::: Records supplied

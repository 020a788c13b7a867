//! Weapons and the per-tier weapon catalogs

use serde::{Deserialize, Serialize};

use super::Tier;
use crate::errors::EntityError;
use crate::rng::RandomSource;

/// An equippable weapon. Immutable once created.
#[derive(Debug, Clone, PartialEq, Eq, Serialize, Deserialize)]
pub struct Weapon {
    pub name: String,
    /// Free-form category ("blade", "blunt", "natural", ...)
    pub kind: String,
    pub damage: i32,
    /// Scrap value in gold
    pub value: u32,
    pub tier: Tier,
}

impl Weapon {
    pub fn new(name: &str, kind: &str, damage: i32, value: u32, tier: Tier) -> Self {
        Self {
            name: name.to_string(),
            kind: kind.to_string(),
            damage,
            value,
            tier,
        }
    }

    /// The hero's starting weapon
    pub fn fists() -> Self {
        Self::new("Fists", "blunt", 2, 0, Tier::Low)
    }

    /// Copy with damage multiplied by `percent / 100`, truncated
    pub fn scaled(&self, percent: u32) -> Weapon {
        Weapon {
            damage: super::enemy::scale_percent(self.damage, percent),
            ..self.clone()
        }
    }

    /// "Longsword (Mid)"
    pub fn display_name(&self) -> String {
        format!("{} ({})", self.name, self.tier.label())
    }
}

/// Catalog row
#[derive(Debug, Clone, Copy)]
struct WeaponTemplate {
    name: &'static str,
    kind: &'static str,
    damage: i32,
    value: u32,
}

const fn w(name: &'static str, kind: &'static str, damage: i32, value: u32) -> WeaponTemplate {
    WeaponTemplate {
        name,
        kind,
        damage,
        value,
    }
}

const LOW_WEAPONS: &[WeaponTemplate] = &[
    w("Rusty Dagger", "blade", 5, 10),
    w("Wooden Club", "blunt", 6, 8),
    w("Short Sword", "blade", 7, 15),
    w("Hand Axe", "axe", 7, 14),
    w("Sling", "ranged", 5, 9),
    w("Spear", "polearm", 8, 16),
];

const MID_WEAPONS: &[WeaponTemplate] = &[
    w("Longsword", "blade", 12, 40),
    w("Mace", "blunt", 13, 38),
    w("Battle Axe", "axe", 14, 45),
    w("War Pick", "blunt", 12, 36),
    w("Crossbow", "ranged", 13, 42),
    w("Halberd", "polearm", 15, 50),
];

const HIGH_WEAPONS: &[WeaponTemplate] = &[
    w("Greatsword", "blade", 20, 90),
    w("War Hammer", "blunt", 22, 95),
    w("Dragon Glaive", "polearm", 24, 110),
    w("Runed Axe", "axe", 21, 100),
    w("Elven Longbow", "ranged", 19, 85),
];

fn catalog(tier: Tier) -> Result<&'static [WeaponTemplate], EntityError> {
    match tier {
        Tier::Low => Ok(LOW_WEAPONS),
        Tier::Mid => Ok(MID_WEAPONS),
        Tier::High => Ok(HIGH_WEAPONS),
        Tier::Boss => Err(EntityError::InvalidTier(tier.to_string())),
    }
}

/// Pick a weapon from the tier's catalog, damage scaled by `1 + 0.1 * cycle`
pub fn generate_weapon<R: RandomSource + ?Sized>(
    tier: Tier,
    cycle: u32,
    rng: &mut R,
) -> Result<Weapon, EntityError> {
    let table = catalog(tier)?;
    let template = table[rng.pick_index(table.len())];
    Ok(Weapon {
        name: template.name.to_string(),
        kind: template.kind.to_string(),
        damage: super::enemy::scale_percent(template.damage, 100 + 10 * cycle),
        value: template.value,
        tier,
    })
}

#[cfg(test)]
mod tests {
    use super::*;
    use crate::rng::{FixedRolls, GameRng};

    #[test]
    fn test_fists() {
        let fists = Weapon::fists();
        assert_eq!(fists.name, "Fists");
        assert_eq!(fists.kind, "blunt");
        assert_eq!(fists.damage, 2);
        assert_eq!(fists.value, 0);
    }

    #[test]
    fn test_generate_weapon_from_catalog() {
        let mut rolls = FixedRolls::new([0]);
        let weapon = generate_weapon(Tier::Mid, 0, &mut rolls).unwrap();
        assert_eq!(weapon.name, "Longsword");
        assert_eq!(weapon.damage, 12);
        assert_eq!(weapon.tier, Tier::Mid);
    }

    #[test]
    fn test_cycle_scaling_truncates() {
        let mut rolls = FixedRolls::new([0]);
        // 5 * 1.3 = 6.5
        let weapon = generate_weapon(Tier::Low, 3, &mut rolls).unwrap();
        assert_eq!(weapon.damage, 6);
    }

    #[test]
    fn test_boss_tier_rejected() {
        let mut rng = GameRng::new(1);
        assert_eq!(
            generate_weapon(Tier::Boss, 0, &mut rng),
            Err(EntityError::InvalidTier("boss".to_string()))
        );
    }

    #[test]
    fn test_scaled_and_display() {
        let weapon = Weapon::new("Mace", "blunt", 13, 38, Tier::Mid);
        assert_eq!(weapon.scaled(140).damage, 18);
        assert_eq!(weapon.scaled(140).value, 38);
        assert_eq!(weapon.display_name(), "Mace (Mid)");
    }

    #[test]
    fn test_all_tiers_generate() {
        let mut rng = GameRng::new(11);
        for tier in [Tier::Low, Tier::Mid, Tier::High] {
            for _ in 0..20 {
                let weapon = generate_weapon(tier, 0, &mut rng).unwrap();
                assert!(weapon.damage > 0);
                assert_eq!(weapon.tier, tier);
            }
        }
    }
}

::::::

Pull out every line in the data above that has the word "super".

● Response
use super::Tier;
            damage: super::enemy::scale_percent(self.damage, percent),
        damage: super::enemy::scale_percent(template.damage, 100 + 10 * cycle),
    use super::*;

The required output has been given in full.